CHICOS Y CHICAS

  • La imagen

Esta imagen de Raúl ilustraba un reportaje titulado jaque en las aulas («El País», 28.4.98). En él se decía que numerosos experimentos confirman que el ajedrez desarrolla la inteli­gencia de los alumnos que lo estudian. Pode­mos centrarnos en ello al final. Mientras tan­to la imagen puede servir para ver las dife­rencias entre chico y chica (manera de com­portarse, intereses, deseos, experiencias, pro­yectos…) y ver cómo conjugarlas o superarlas. – Para comenzar, conviene partir de la ima­gen. ¿Qué pasa ahí?

– ¿Qué hacen y qué les pasa a los personajes? – ¿Qué les rodea? ¿A qué se dedican?

– Hay un chico y una chica… ¿O es un niño y una niña…? La cara, sin embargo, les hace mayores… ¿Qué edades tienen?

  • El chico

– Centrarse en lo que hace cada uno: el chico tiene una gran pieza de ajedrez… ¿Juega? ¿Se divierte?

– Lleva camiseta con dibujo infantil… Y rodi­lleras… Y está serio… ¿Por qué?

– Tiene a su lado el cubo de Rubik v un comic o coleción de juegos japoneses (Manga), ade­más del ordenador… ¿Qué puede significar?

  • La chica

La chica está menos activa (postura, mira­da…). ¿Es más reflexiva? ¿Qué piensa?

– Tiene puestos los auriculares… ¿Qué música puede estar escuchando? ¿O qué mensaje de radio?

– Y tiene una revista entre las manos. ¿De qué tipo? ¿Cuál puede ser?

  • Chicos y chicas

¿Qué diferencias hay entre chicos y chicas, no sólo en la imagen sino en la realidad?

– ¿Cómo actúa cada uno de nosotros? ¿Qué tipo de música escuchamos los chicos? ¿Y las chicas?

– ¿Qué tipo de revistas compra u hojea cada uno?

– ¿Cómo usan el ordenador los chicos y las chicas?

– ¿A qué se deben esas diferencias? ¿Es por forma de ser? ¿Son culturales?

– ¿Qué podemos hacer nosotros para superar cualquier clase de situación que sea sexista?

 

  • El ajedrez y la vida

La imagen, como dijimos, ilustraba un re­portaje sobre la importancia del ajedrez pa­ra desarrollar la inteligencia y su lenta in­troducción en la escuela.
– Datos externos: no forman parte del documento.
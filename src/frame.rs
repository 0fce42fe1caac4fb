use crate::error::{XrError, XrResult};
use crate::runtime::{
    CompositionLayerFlags, DepthInfo, EnvironmentBlendMode, FrameEndInfo, Fov, Pose,
    ProjectionLayer, ProjectionView, Size, SwapchainHandle, SwapchainSubImage, TextureFormat,
    TextureHandle, Vector3, XrRuntime, XrTime,
};
use crate::session::Session;
use crate::session::actions::{self, InputSource};
use crate::session::swapchain::Swapchain;
use crate::system::{STEREO_VIEW_COUNT, System, VIEW_CONFIGURATION_TYPE};
use std::slice;
use std::time::Duration;

/// Everything the renderer needs to draw one eye.
#[derive(Debug, Clone, Copy, PartialEq)]
pub struct View {
    pub pose: Pose,
    pub fov: Fov,
    pub color_texture: TextureHandle,
    pub color_format: TextureFormat,
    pub color_size: Size,
    pub depth_texture: TextureHandle,
    pub depth_format: TextureFormat,
    pub depth_size: Size,
    pub depth_near: f32,
    pub depth_far: f32,
}

#[derive(Debug, Clone, Copy, PartialEq, Default)]
pub struct Ray {
    pub origin: Vector3,
    pub direction: Vector3,
}

/// One compositor frame.
///
/// Created by [`Session::get_next_frame`] after the runtime has paced the
/// caller and the frame has begun. Ending the frame is mandatory once it has
/// begun, so it happens on drop: acquired images are released and the frame
/// is submitted at the display time it was started with. Call [`Frame::end`]
/// instead of dropping to observe failures.
pub struct Frame<'s, 'sys, R: XrRuntime> {
    session: &'s mut Session<'sys, R>,
    should_render: bool,
    display_time: XrTime,
    acquired: Vec<SwapchainHandle>,
    projection_views: Vec<ProjectionView>,
    layer_ready: bool,
    finished: bool,
}

impl<'s, 'sys, R: XrRuntime> Frame<'s, 'sys, R> {
    pub(crate) fn begin(session: &'s mut Session<'sys, R>) -> XrResult<Self> {
        let system: &'sys System<R> = session.system;
        let runtime = system.runtime();
        let handle = session.handle.handle();

        let frame_state = runtime.wait_frame(handle)?;
        runtime.begin_frame(handle)?;

        let mut frame = Self {
            session,
            should_render: frame_state.should_render,
            display_time: frame_state.predicted_display_time,
            acquired: Vec::with_capacity(STEREO_VIEW_COUNT * 2),
            projection_views: Vec::with_capacity(STEREO_VIEW_COUNT),
            layer_ready: false,
            finished: false,
        };

        if frame.should_render {
            // An early return drops `frame`, which releases and ends it.
            frame.prepare_views()?;
            frame.update_input_sources()?;
            frame.layer_ready = true;
        } else {
            log::debug!(
                "[xr::frame] skipping render at {:?}",
                frame.display_time
            );
            frame.session.views.clear();
            actions::mark_untracked(&mut frame.session.input_sources);
        }
        Ok(frame)
    }

    fn prepare_views(&mut self) -> XrResult<()> {
        let session = &mut *self.session;
        let system = session.system;
        let runtime = system.runtime();

        let located = runtime.locate_views(
            session.handle.handle(),
            VIEW_CONFIGURATION_TYPE,
            self.display_time,
            session.scene_space.handle(),
        )?;
        let configured = session.swapchains.view_count();
        if located.len() != STEREO_VIEW_COUNT || located.len() != configured {
            return Err(XrError::ViewCountMismatch {
                expected: configured,
                located: located.len(),
            });
        }

        let timeout = system.config().swapchain_wait_timeout();
        let depth_supported = system
            .extensions()
            .is_some_and(|extensions| extensions.depth_supported());

        session.views.clear();
        self.projection_views.clear();
        for (located, chains) in located.iter().zip(session.swapchains.views()) {
            let color_texture = acquire_and_wait(&chains.color, timeout, &mut self.acquired)?;
            let depth_texture = acquire_and_wait(&chains.depth, timeout, &mut self.acquired)?;
            let image_rect = chains.color.full_rect();

            session.views.push(View {
                pose: located.pose,
                fov: located.fov,
                color_texture,
                color_format: chains.color.format(),
                color_size: chains.color.size(),
                depth_texture,
                depth_format: chains.depth.format(),
                depth_size: chains.depth.size(),
                depth_near: session.depth_near,
                depth_far: session.depth_far,
            });

            let depth = depth_supported.then(|| DepthInfo {
                sub_image: SwapchainSubImage {
                    swapchain: chains.depth.handle(),
                    image_rect,
                    image_array_index: 0,
                },
                min_depth: 0.0,
                max_depth: 1.0,
                near_z: session.depth_near,
                far_z: session.depth_far,
            });
            self.projection_views.push(ProjectionView {
                pose: located.pose,
                fov: located.fov,
                sub_image: SwapchainSubImage {
                    swapchain: chains.color.handle(),
                    image_rect,
                    image_array_index: 0,
                },
                depth,
            });
        }
        Ok(())
    }

    fn update_input_sources(&mut self) -> XrResult<()> {
        let session = &mut *self.session;
        session.actions.sync(session.handle.handle())?;
        session.actions.locate(
            session.scene_space.handle(),
            self.display_time,
            &mut session.input_sources,
        )
    }

    pub fn should_render(&self) -> bool {
        self.should_render
    }

    pub fn display_time(&self) -> XrTime {
        self.display_time
    }

    /// One entry per eye; empty when the frame is not rendered.
    pub fn views(&self) -> &[View] {
        &self.session.views
    }

    pub fn input_sources(&self) -> &[InputSource] {
        &self.session.input_sources
    }

    /// Compositor hit testing is not available; always empty.
    pub fn hit_test(&self, _ray: Ray) -> Vec<Pose> {
        Vec::new()
    }

    /// Ends the frame now, reporting the first failure.
    pub fn end(mut self) -> XrResult<()> {
        self.finish()
    }

    fn finish(&mut self) -> XrResult<()> {
        if self.finished {
            return Ok(());
        }
        self.finished = true;

        let session = &*self.session;
        let runtime = session.system.runtime();

        // Every ready image gets a release attempt, even after a failure.
        let mut release_error = None;
        for swapchain in self.acquired.drain(..) {
            if let Err(err) = runtime.release_swapchain_image(swapchain) {
                log::error!("[xr::frame] failed to release image of {swapchain:?}: {err}");
                release_error.get_or_insert(err);
            }
        }

        let layer = ProjectionLayer {
            flags: CompositionLayerFlags::BLEND_TEXTURE_SOURCE_ALPHA,
            space: session.scene_space.handle(),
            views: &self.projection_views,
        };
        let layers = if self.layer_ready && release_error.is_none() {
            slice::from_ref(&layer)
        } else {
            &[]
        };
        let info = FrameEndInfo {
            display_time: self.display_time,
            environment_blend_mode: session
                .system
                .environment_blend_mode()
                .unwrap_or(EnvironmentBlendMode::Opaque),
            layers,
        };
        let ended = runtime.end_frame(session.handle.handle(), &info);

        match release_error {
            Some(err) => {
                if let Err(end_err) = ended {
                    log::error!("[xr::frame] failed to end frame: {end_err}");
                }
                Err(err)
            }
            None => ended,
        }
    }
}

impl<R: XrRuntime> Drop for Frame<'_, '_, R> {
    fn drop(&mut self) {
        if let Err(err) = self.finish() {
            log::error!("[xr::frame] frame teardown failed: {err}");
        }
    }
}

fn acquire_and_wait<R: XrRuntime>(
    swapchain: &Swapchain<'_, R>,
    timeout: Option<Duration>,
    acquired: &mut Vec<SwapchainHandle>,
) -> XrResult<TextureHandle> {
    let index = swapchain.acquire()?;
    if let Err(err) = swapchain.wait(timeout) {
        log::error!(
            "[xr::frame] image {index} of {:?} never became ready and cannot be released",
            swapchain.handle()
        );
        return Err(err);
    }
    // Only waited images may be released.
    acquired.push(swapchain.handle());
    swapchain.texture(index)
}

#[cfg(test)]
mod tests {
    use super::*;
    use crate::runtime::{SimulatedDevice, SimulatedRuntime};
    use crate::session::NextFrame;

    #[test]
    fn hit_test_reports_nothing() {
        let runtime = SimulatedRuntime::default();
        let mut system = System::new(runtime.clone());
        assert!(system.try_initialize().expect("initialize"));
        let mut session = Session::create(&system, &SimulatedDevice::default()).expect("session");

        let NextFrame::Frame(frame) = session.get_next_frame().expect("frame") else {
            panic!("session ended unexpectedly");
        };
        assert!(frame.hit_test(Ray::default()).is_empty());
        frame.end().expect("end frame");
    }

    #[test]
    fn explicit_end_reports_release_failure() {
        let runtime = SimulatedRuntime::default();
        let mut system = System::new(runtime.clone());
        assert!(system.try_initialize().expect("initialize"));
        let mut session = Session::create(&system, &SimulatedDevice::default()).expect("session");
        runtime.fail_on(
            crate::runtime::RuntimeCall::ReleaseSwapchainImage,
            1,
            crate::error::code::RUNTIME_FAILURE,
        );

        let NextFrame::Frame(frame) = session.get_next_frame().expect("frame") else {
            panic!("session ended unexpectedly");
        };
        let err = frame.end().unwrap_err();
        assert!(matches!(
            err,
            XrError::Runtime {
                call: "release_swapchain_image",
                ..
            }
        ));
        // The remaining three releases were still attempted.
        assert_eq!(runtime.released_image_count(), 3);
        let submitted = runtime.last_submitted_frame().expect("frame ended");
        assert_eq!(submitted.layer_count(), 0);
    }
}
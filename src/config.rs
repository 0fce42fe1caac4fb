use crate::error::{XrError, XrResult};
use crate::runtime::TextureFormat;
use serde::{Deserialize, Serialize};
use std::fs;
use std::path::Path;
use std::time::Duration;

pub const DEFAULT_DEPTH_NEAR: f32 = 0.5;
pub const DEFAULT_DEPTH_FAR: f32 = 1000.0;

/// Optional runtime capabilities to request when the runtime advertises them.
#[derive(Debug, Clone, Copy, PartialEq, Eq, Serialize, Deserialize)]
#[serde(default)]
pub struct OptionalExtensions {
    pub depth_composition: bool,
    pub unbounded_reference_space: bool,
    pub spatial_anchors: bool,
}

impl Default for OptionalExtensions {
    fn default() -> Self {
        Self {
            depth_composition: true,
            unbounded_reference_space: true,
            spatial_anchors: true,
        }
    }
}

#[derive(Debug, Clone, PartialEq, Serialize, Deserialize)]
#[serde(default)]
pub struct XrConfig {
    pub application_name: String,
    pub application_version: u32,
    pub engine_name: String,
    pub engine_version: u32,
    pub depth_near: f32,
    pub depth_far: f32,
    /// Tried in order; the first format the runtime also offers wins.
    pub color_formats: Vec<TextureFormat>,
    pub depth_formats: Vec<TextureFormat>,
    /// Sample count for every swapchain. The runtime's recommended MSAA count
    /// is not used, so composition always sees single-sampled images.
    pub swapchain_sample_count: u32,
    /// `None` waits on swapchain images without a timeout.
    pub swapchain_wait_timeout_ms: Option<u64>,
    pub optional_extensions: OptionalExtensions,
}

impl Default for XrConfig {
    fn default() -> Self {
        Self {
            application_name: "Theta XR Experience".to_string(),
            application_version: 1,
            engine_name: "Theta Engine".to_string(),
            engine_version: 1,
            depth_near: DEFAULT_DEPTH_NEAR,
            depth_far: DEFAULT_DEPTH_FAR,
            color_formats: vec![TextureFormat::Rgba8, TextureFormat::Rgba8Srgb],
            depth_formats: vec![TextureFormat::D24S8],
            swapchain_sample_count: 1,
            swapchain_wait_timeout_ms: None,
            optional_extensions: OptionalExtensions::default(),
        }
    }
}

impl XrConfig {
    pub fn from_json_str(json: &str) -> XrResult<Self> {
        let config: Self = serde_json::from_str(json)?;
        config.validate()?;
        Ok(config)
    }

    pub fn load(path: impl AsRef<Path>) -> XrResult<Self> {
        let contents = fs::read_to_string(path.as_ref())?;
        Self::from_json_str(&contents)
    }

    pub fn swapchain_wait_timeout(&self) -> Option<Duration> {
        self.swapchain_wait_timeout_ms.map(Duration::from_millis)
    }

    pub fn validate(&self) -> XrResult<()> {
        if self.color_formats.is_empty() {
            return Err(XrError::Config("color_formats must not be empty".into()));
        }
        if self.depth_formats.is_empty() {
            return Err(XrError::Config("depth_formats must not be empty".into()));
        }
        if let Some(format) = self.color_formats.iter().find(|format| format.is_depth()) {
            return Err(XrError::Config(format!(
                "{format:?} is a depth format and cannot back a color swapchain"
            )));
        }
        if let Some(format) = self.depth_formats.iter().find(|format| !format.is_depth()) {
            return Err(XrError::Config(format!(
                "{format:?} is a color format and cannot back a depth swapchain"
            )));
        }
        validate_depth_range(self.depth_near, self.depth_far)?;
        if self.swapchain_sample_count == 0 {
            return Err(XrError::Config(
                "swapchain_sample_count must be at least 1".into(),
            ));
        }
        Ok(())
    }
}

fn validate_depth_range(near: f32, far: f32) -> XrResult<()> {
    if !(near.is_finite() && far.is_finite()) || near <= 0.0 || far <= near {
        return Err(XrError::Config(format!(
            "invalid depth range near={near} far={far}"
        )));
    }
    Ok(())
}

#[cfg(test)]
mod tests {
    use super::*;
    use std::io::Write;

    #[test]
    fn default_config_is_valid() {
        let config = XrConfig::default();
        assert!(config.validate().is_ok());
        assert_eq!(config.swapchain_sample_count, 1);
        assert_eq!(config.swapchain_wait_timeout(), None);
    }

    #[test]
    fn partial_json_falls_back_to_defaults() {
        let config = XrConfig::from_json_str(
            r#"{ "application_name": "Viewer", "depth_far": 250.0,
                 "color_formats": ["bgra8_srgb"] }"#,
        )
        .expect("parse config");
        assert_eq!(config.application_name, "Viewer");
        assert_eq!(config.depth_far, 250.0);
        assert_eq!(config.depth_near, DEFAULT_DEPTH_NEAR);
        assert_eq!(config.color_formats, vec![TextureFormat::Bgra8Srgb]);
        assert_eq!(config.depth_formats, vec![TextureFormat::D24S8]);
        assert!(config.optional_extensions.depth_composition);
    }

    #[test]
    fn rejects_inverted_depth_range() {
        let err = XrConfig::from_json_str(r#"{ "depth_near": 10.0, "depth_far": 1.0 }"#)
            .unwrap_err();
        assert!(matches!(err, XrError::Config(_)));
    }

    #[test]
    fn rejects_color_format_in_depth_list() {
        let err = XrConfig::from_json_str(r#"{ "depth_formats": ["rgba8"] }"#).unwrap_err();
        assert!(err.to_string().contains("depth swapchain"));
    }

    #[test]
    fn loads_config_from_file() {
        let tmp_dir = tempfile::tempdir().expect("tmpdir");
        let path = tmp_dir.path().join("xr.json");
        let mut file = std::fs::File::create(&path).expect("create config");
        writeln!(file, r#"{{ "swapchain_wait_timeout_ms": 250 }}"#).expect("write config");

        let config = XrConfig::load(&path).expect("load config");
        assert_eq!(
            config.swapchain_wait_timeout(),
            Some(Duration::from_millis(250))
        );
    }

    #[test]
    fn missing_file_is_io_error() {
        let tmp_dir = tempfile::tempdir().expect("tmpdir");
        let err = XrConfig::load(tmp_dir.path().join("absent.json")).unwrap_err();
        assert!(matches!(err, XrError::Io(_)));
    }
}
use crate::config::OptionalExtensions;
use crate::error::{XrError, XrResult};

pub const KHR_COMPOSITION_LAYER_DEPTH: &str = "XR_KHR_composition_layer_depth";
pub const MSFT_UNBOUNDED_REFERENCE_SPACE: &str = "XR_MSFT_unbounded_reference_space";
pub const MSFT_SPATIAL_ANCHOR: &str = "XR_MSFT_spatial_anchor";

/// Extensions enabled on the instance, computed once from what the runtime
/// advertises.
#[derive(Debug, Clone, PartialEq, Eq, Default)]
pub struct ExtensionSet {
    names: Vec<String>,
    depth_supported: bool,
    unbounded_space_supported: bool,
    anchors_supported: bool,
}

impl ExtensionSet {
    /// Every `required` name must be advertised. Optional capabilities are
    /// enabled only when both requested and advertised.
    pub fn negotiate(
        available: &[String],
        required: &[&str],
        optional: OptionalExtensions,
    ) -> XrResult<Self> {
        let mut set = Self::default();

        for name in required {
            if !set.try_enable(name, available) {
                return Err(XrError::MissingExtension((*name).to_string()));
            }
        }

        set.depth_supported =
            optional.depth_composition && set.try_enable(KHR_COMPOSITION_LAYER_DEPTH, available);
        set.unbounded_space_supported = optional.unbounded_reference_space
            && set.try_enable(MSFT_UNBOUNDED_REFERENCE_SPACE, available);
        set.anchors_supported =
            optional.spatial_anchors && set.try_enable(MSFT_SPATIAL_ANCHOR, available);

        Ok(set)
    }

    fn try_enable(&mut self, name: &str, available: &[String]) -> bool {
        if !available.iter().any(|candidate| candidate == name) {
            return false;
        }
        if !self.is_enabled(name) {
            self.names.push(name.to_string());
        }
        true
    }

    pub fn names(&self) -> &[String] {
        &self.names
    }

    pub fn is_enabled(&self, name: &str) -> bool {
        self.names.iter().any(|enabled| enabled == name)
    }

    pub fn depth_supported(&self) -> bool {
        self.depth_supported
    }

    pub fn unbounded_space_supported(&self) -> bool {
        self.unbounded_space_supported
    }

    pub fn anchors_supported(&self) -> bool {
        self.anchors_supported
    }
}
La experiencia acumulada en centenares de colegios espa­ñoles confirma las conclusiones que tres científicos soviéticos obtuvieron ya en 1925. Rúdik, Diákov y Petrovski realizaron un in­forme: el ajedrez desarrolla, entre otras, las capacidades de concentración, memoria, constancia, creatividad, planificación, lógi­ca matemática, autodominio… ¿Sabemos ju­gar? ¿Jugamos?

– El ajedrez no da lo que no se tiene, pero po­tencia las cualidades innatas e influye de forma muy beneficiosa el desarrollo de la personalidad. ¿Qué experiencia tenemos?

– En el juego del ajedrez se aprende, entre otras cosas, a concentrarse y a encajar de­rrotas, dos características poco frecuentes en niños pequeños y adolescentes, general­mente muy inquietos. ¿Podríamos jugar al­gunas partidas después de enseñar a los que no tienen ni idea?

– Comparar el juego del ajedrez con la propia vida: tablero, bancas o negras, en qué mo­mentos cada uno es o ha sido cada una de las piezas…

– Organizar un breve torneo colectivo o reali­zar una partida de ajedrez viviente impli­cando a la mayor cantidad de gente posible e implicando tanto a chicos como a chicas.